NVIDIA has just announced their latest TTT based on Turing GPU. In an event GTC 2018 Japan keynote NVIDIA’s CEO, Jensen Huang unveiled the first Tesla based graphics card featuring the brand new Turing GPU.
The graphics card is designed to accelerate deep performance by a magnitude and going to deliver breakthrough performance for AI video applications over its predecessors. On the previous generation enabling decode up to 38 full-HD video streams in video processing was not possible, but with new Tesla T4, it is now possible.
Nvidia’s New Tesla T4 Is Announced To Deliver Multi-TFLOPs of Performance at 75W.
The specifications include its single-slot PCI-e form factor, Turing TU104 GPU with 2560 CUDA cores and 320 tensor Cores. The graphics card delivers 8.1 TFLOPs of FP32 performance, 65 TFLOPs of FP16 mixed-precision, 130 TOPs of INT8 and 260 TOPs of INT4 performance at just 75W. Multi-TFLOPs of Performance at 75W means the graphics card doesn’t require any external power source, in case of shortage it will be consuming power47 from the PCIe slot and can be put inside a 1U, 4U since the small form factor design will allow large-scale server compatibility.
The NVIDIA Tesla T4 GPU is the most advanced inference accelerator, which is powered by NVIDIA Turing Tensor Cores. T4 brings revolutionary multi-precision inference performance to accelerate the diverse application of modern AI. The package is an energy efficient 75W, small PCIe form factor and optimized for scale-out servers and announced to deliver inference in real time.

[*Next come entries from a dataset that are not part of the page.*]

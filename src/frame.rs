use crc::{Crc, CRC_16_IBM_3740};

/// Total size of a frame on the wire, in both directions.
pub const FRAME_SIZE: usize = 64;

/// Maximum number of payload bytes a frame can carry.
pub const PAYLOAD_CAPACITY: usize = 52;

/// Start marker, first two bytes of every frame.
pub const START_MARKER: [u8; 2] = [0xFA, 0xFB];

/// End marker, last two bytes of every frame.
pub const END_MARKER: [u8; 2] = [0xFC, 0xFD];

const OFFSET_STATUS: usize = 2;
const OFFSET_TYPE: usize = 4;
const OFFSET_LENGTH: usize = 6;
const OFFSET_PAYLOAD: usize = 8;
const OFFSET_CRC: usize = OFFSET_PAYLOAD + PAYLOAD_CAPACITY;
const OFFSET_END: usize = OFFSET_CRC + 2;

/// CRC-16/CCITT-FALSE. Shared with every peer, changing it breaks the wire format.
const CRC16: Crc<u16> = Crc::<u16>::new(&CRC_16_IBM_3740);

/// One frame as it travels over the transport. The task queue stores these.
pub type FrameBuf = [u8; FRAME_SIZE];

/// Message types carried in the frame header.
#[repr(u16)]
#[derive(Clone, Copy, Debug, PartialEq, Eq)]
pub enum MessageType {
    /// Payload is one HEX record to decode and program.
    ProgramData = 0x2001,
    /// Read the telemetry counter.
    TelemetryRequest = 0x2002,
    /// Erase the application region and start a new programming session.
    EraseRequest = 0x2004,
    /// Reply, then transfer control to the application image.
    EnterApplication = 0x1979,
}

impl TryFrom<u16> for MessageType {
    type Error = u16;

    fn try_from(value: u16) -> Result<Self, Self::Error> {
        match value {
            0x2001 => Ok(MessageType::ProgramData),
            0x2002 => Ok(MessageType::TelemetryRequest),
            0x2004 => Ok(MessageType::EraseRequest),
            0x1979 => Ok(MessageType::EnterApplication),
            other => Err(other),
        }
    }
}

/// Status codes. Requests always carry [`Status::Success`].
#[repr(u16)]
#[derive(Clone, Copy, Debug, PartialEq, Eq)]
pub enum Status {
    /// Request handled.
    Success = 0x3230,
    /// Unknown message type.
    InvalidRequest = 0x3231,
    /// Start/end markers or payload length are wrong.
    MalformedFrame = 0x3232,
    /// Decoding, erasing or programming failed.
    OperationFailed = 0x3233,
    /// Payload checksum does not match.
    CrcMismatch = 0x3234,
}

impl TryFrom<u16> for Status {
    type Error = u16;

    fn try_from(value: u16) -> Result<Self, Self::Error> {
        match value {
            0x3230 => Ok(Status::Success),
            0x3231 => Ok(Status::InvalidRequest),
            0x3232 => Ok(Status::MalformedFrame),
            0x3233 => Ok(Status::OperationFailed),
            0x3234 => Ok(Status::CrcMismatch),
            other => Err(other),
        }
    }
}

/// Reasons a frame can not be validated or built.
#[derive(Debug, Clone, Copy, PartialEq, Eq, thiserror::Error)]
pub enum FrameError {
    /// Markers mismatch, or the declared payload length exceeds the capacity.
    #[error("malformed frame")]
    BadFraming,
    /// Payload CRC differs from the stored checksum.
    #[error("checksum mismatch (expected {expected:#06x}, computed {computed:#06x})")]
    BadChecksum {
        /// Checksum stored in the frame.
        expected: u16,
        /// Checksum computed over the received payload.
        computed: u16,
    },
    /// Payload does not fit into a frame.
    #[error("payload too long ({len} bytes, max {max})", max = PAYLOAD_CAPACITY)]
    PayloadTooLong {
        /// Length of the rejected payload.
        len: usize,
    },
}

impl From<FrameError> for Status {
    fn from(e: FrameError) -> Self {
        match e {
            FrameError::BadFraming => Status::MalformedFrame,
            FrameError::BadChecksum { .. } => Status::CrcMismatch,
            FrameError::PayloadTooLong { .. } => Status::MalformedFrame,
        }
    }
}

/// Computes the frame checksum over `payload`.
pub fn checksum(payload: &[u8]) -> u16 {
    CRC16.checksum(payload)
}

/// Reads the message type field of a raw frame without validating anything else.
///
/// Error responses echo the type of the request even when the request is malformed.
pub fn message_type_of(buf: &FrameBuf) -> u16 {
    read_u16(buf, OFFSET_TYPE)
}

fn read_u16(buf: &FrameBuf, offset: usize) -> u16 {
    u16::from_le_bytes([buf[offset], buf[offset + 1]])
}

fn write_u16(buf: &mut FrameBuf, offset: usize, value: u16) {
    buf[offset..offset + 2].copy_from_slice(&value.to_le_bytes());
}

/// A validated protocol frame.
///
/// Fields are private: a frame is only obtained through [`Frame::decode`],
/// [`Frame::request`] or [`Frame::response`], so the stored checksum always
/// matches the payload.
#[derive(Clone, Copy, Debug, PartialEq, Eq)]
pub struct Frame {
    status: u16,
    msg_type: u16,
    len: usize,
    payload: [u8; PAYLOAD_CAPACITY],
    crc: u16,
}

impl Frame {
    fn build(msg_type: u16, status: u16, payload: &[u8]) -> Result<Self, FrameError> {
        if payload.len() > PAYLOAD_CAPACITY {
            return Err(FrameError::PayloadTooLong { len: payload.len() });
        }

        let mut data = [0u8; PAYLOAD_CAPACITY];
        data[..payload.len()].copy_from_slice(payload);

        Ok(Self {
            status,
            msg_type,
            len: payload.len(),
            payload: data,
            crc: checksum(payload),
        })
    }

    /// Builds a request frame, as sent by the host.
    pub fn request(msg_type: u16, payload: &[u8]) -> Result<Self, FrameError> {
        Self::build(msg_type, Status::Success as u16, payload)
    }

    /// Builds a response frame. `msg_type` should be the type of the request
    /// being answered.
    pub fn response(msg_type: u16, status: Status, payload: &[u8]) -> Result<Self, FrameError> {
        Self::build(msg_type, status as u16, payload)
    }

    /// Builds a response from a fixed-size payload. The size is checked at
    /// compile time, so this can not fail.
    pub fn reply<const N: usize>(msg_type: u16, status: Status, payload: [u8; N]) -> Self {
        const { assert!(N <= PAYLOAD_CAPACITY) };

        let mut data = [0u8; PAYLOAD_CAPACITY];
        for (slot, byte) in data.iter_mut().zip(payload) {
            *slot = byte;
        }

        Self {
            status: status as u16,
            msg_type,
            len: N,
            payload: data,
            crc: checksum(&payload),
        }
    }

    /// Validates a raw frame: markers, payload length and payload checksum.
    pub fn decode(buf: &FrameBuf) -> Result<Self, FrameError> {
        if buf[..OFFSET_STATUS] != START_MARKER || buf[OFFSET_END..] != END_MARKER {
            return Err(FrameError::BadFraming);
        }

        let len = read_u16(buf, OFFSET_LENGTH) as usize;
        if len > PAYLOAD_CAPACITY {
            return Err(FrameError::BadFraming);
        }

        let expected = read_u16(buf, OFFSET_CRC);
        let computed = checksum(&buf[OFFSET_PAYLOAD..OFFSET_PAYLOAD + len]);
        if expected != computed {
            return Err(FrameError::BadChecksum { expected, computed });
        }

        // bytes beyond `len` are ignored
        let mut payload = [0u8; PAYLOAD_CAPACITY];
        payload[..len].copy_from_slice(&buf[OFFSET_PAYLOAD..OFFSET_PAYLOAD + len]);

        Ok(Self {
            status: read_u16(buf, OFFSET_STATUS),
            msg_type: read_u16(buf, OFFSET_TYPE),
            len,
            payload,
            crc: expected,
        })
    }

    /// Serializes the frame into its 64-byte wire form.
    pub fn encode(&self) -> FrameBuf {
        let mut buf = [0u8; FRAME_SIZE];
        buf[..OFFSET_STATUS].copy_from_slice(&START_MARKER);
        write_u16(&mut buf, OFFSET_STATUS, self.status);
        write_u16(&mut buf, OFFSET_TYPE, self.msg_type);
        write_u16(&mut buf, OFFSET_LENGTH, self.len as u16);
        buf[OFFSET_PAYLOAD..OFFSET_PAYLOAD + self.len].copy_from_slice(self.payload());
        write_u16(&mut buf, OFFSET_CRC, self.crc);
        buf[OFFSET_END..].copy_from_slice(&END_MARKER);
        buf
    }

    /// Raw status field.
    pub fn status(&self) -> u16 {
        self.status
    }

    /// Raw message type field.
    pub fn message_type(&self) -> u16 {
        self.msg_type
    }

    /// Payload bytes, exactly `payload length` of them.
    pub fn payload(&self) -> &[u8] {
        &self.payload[..self.len]
    }

    /// Stored checksum.
    pub fn checksum(&self) -> u16 {
        self.crc
    }
}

As the continuous growth of online videos demands solutions to efficiently search and gain insights from the video. Tesla T4 delivers breakthrough performance for AI video applications with transcoding engines that gives a double performance. T4 can decode up to 38 full-HD video streams which make it easy to integrate scalable deep learning into video pipelines to deliver innovative, smart video services.
The graphics card packs 16GB of DDR6 memory to deliver bandwidth of more than 320 GB/s. The NV TensorRT Hyperscale Platform optimized for powerful, highly efficient inference. The NV TensorRt Hyperscale Platform includes a comprehensive set of hardware and software offering.
Key Element of T4:
- The graphics card featuring 320 Turing Tensor Cores and 2560 CUDA cores, the breakthrough performance with flexible, multi-precision capabilities from FP32 to FP16 to INT8, as well as INT4.
- The package is energy-efficient and offers 65 teraflops of peak performance for FP16.
- NVIDIA TensorRT 5 – An inference optimizer and runtime engine and supports Turing Tensor Cores and expands the set of neural network optimizations. The Package also includes NVIDIA TensorRT inference server which has microservice software enables applications to use AI models in data center productions.
- NVIDIA GPU Cloud availability, all popular AI models and framework support, Kubernetes and Docker integration.